Material for this exercise:
****

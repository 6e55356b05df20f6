//! UCI client: handshake, option setup, search commands and message framing
//! on top of [`UciProcess`].

use std::time::Duration;

use chess_core::Position;
use tokio::time::Instant;
use tracing::{debug, info};

use crate::config::{EngineSpec, EngineTimeouts};
use crate::error::{EngineError, EngineLoadError};
use crate::process::UciProcess;
use crate::protocol::{parse_line, Command, EngineMessage, GoMode};
use crate::resources::EngineOptions;

pub struct UciClient {
    process: UciProcess,
    name: String,
    declared_options: Vec<String>,
    timeouts: EngineTimeouts,
}

impl UciClient {
    /// Spawn the engine and complete the `uci` / `uciok` handshake.
    pub async fn start(spec: &EngineSpec, timeouts: EngineTimeouts) -> Result<Self, EngineLoadError> {
        let process = UciProcess::spawn(spec)?;
        let fallback_name = spec
            .path
            .file_stem()
            .map(|s| s.to_string_lossy().into_owned())
            .unwrap_or_else(|| spec.path.display().to_string());

        let mut client = Self {
            process,
            name: fallback_name,
            declared_options: Vec::new(),
            timeouts,
        };

        client.send(&Command::Uci).await?;

        let deadline = Instant::now() + timeouts.handshake;
        loop {
            let message = client
                .next_message_until(deadline, "uciok", timeouts.handshake)
                .await;
            match message {
                Ok(EngineMessage::Id { name }) => client.name = name,
                Ok(EngineMessage::Option { name }) => client.declared_options.push(name),
                Ok(EngineMessage::UciOk) => break,
                Ok(_) => {}
                Err(e) => {
                    client.process.kill().await;
                    return Err(e.into());
                }
            }
        }

        info!(
            name = %client.name,
            options = client.declared_options.len(),
            "Engine handshake complete"
        );
        Ok(client)
    }

    /// Send `Hash` and `Threads` (where the engine declares them), then
    /// confirm readiness.
    pub async fn configure(&mut self, options: &EngineOptions) -> Result<(), EngineError> {
        for (name, value) in options.as_uci_options() {
            if !self.declares(name) {
                debug!(option = name, "Engine does not declare option, skipping");
                continue;
            }
            self.send(&Command::SetOption {
                name: name.to_string(),
                value,
            })
            .await?;
        }
        self.ready().await
    }

    /// `isready` → `readyok` round-trip.
    pub async fn ready(&mut self) -> Result<(), EngineError> {
        self.send(&Command::IsReady).await?;
        let deadline = Instant::now() + self.timeouts.ready;
        loop {
            if let EngineMessage::ReadyOk = self
                .next_message_until(deadline, "readyok", self.timeouts.ready)
                .await?
            {
                return Ok(());
            }
        }
    }

    pub async fn new_game(&mut self) -> Result<(), EngineError> {
        self.send(&Command::UciNewGame).await?;
        self.ready().await
    }

    /// Set up `position` and start searching. Progress arrives through
    /// [`next_message`](Self::next_message).
    pub async fn go(&mut self, position: &Position, mode: GoMode) -> Result<(), EngineError> {
        self.send(&Command::position(position)).await?;
        self.send(&Command::Go(mode)).await
    }

    pub async fn stop(&mut self) -> Result<(), EngineError> {
        self.send(&Command::Stop).await
    }

    /// Ask the engine to exit; kill it if it has not exited within the quit
    /// timeout.
    pub async fn quit(&mut self) {
        if self.send(&Command::Quit).await.is_ok() && self.process.wait(self.timeouts.quit).await {
            debug!("Engine exited");
            return;
        }
        debug!("Engine did not exit in time, killing");
        self.process.kill().await;
    }

    pub async fn kill(&mut self) {
        self.process.kill().await;
    }

    /// Next recognized message. Unrecognized lines are skipped. Cancel safe.
    pub async fn next_message(&mut self) -> Result<EngineMessage, EngineError> {
        loop {
            let Some(line) = self.process.next_line().await? else {
                return Err(EngineError::Exited);
            };
            debug!(line = line.trim(), "engine >");
            if let Some(message) = parse_line(&line) {
                return Ok(message);
            }
        }
    }

    async fn next_message_until(
        &mut self,
        deadline: Instant,
        expected: &'static str,
        timeout: Duration,
    ) -> Result<EngineMessage, EngineError> {
        match tokio::time::timeout_at(deadline, self.next_message()).await {
            Ok(message) => message,
            Err(_) => Err(EngineError::Timeout { expected, timeout }),
        }
    }

    async fn send(&mut self, command: &Command) -> Result<(), EngineError> {
        let line = command.to_string();
        debug!(cmd = %line, "engine <");
        self.process.send(&line).await?;
        Ok(())
    }

    fn declares(&self, option: &str) -> bool {
        self.declared_options
            .iter()
            .any(|declared| declared.eq_ignore_ascii_case(option))
    }

    pub fn name(&self) -> &str {
        &self.name
    }

    pub fn declared_options(&self) -> &[String] {
        &self.declared_options
    }

    pub fn timeouts(&self) -> EngineTimeouts {
        self.timeouts
    }

    pub fn pid(&self) -> Option<u32> {
        self.process.id()
    }
}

****

What you have to do: Which of the lines in the listing above include "match"? Report each of them.

Output of the exercise:
            match message {
        match tokio::time::timeout_at(deadline, self.next_message()).await {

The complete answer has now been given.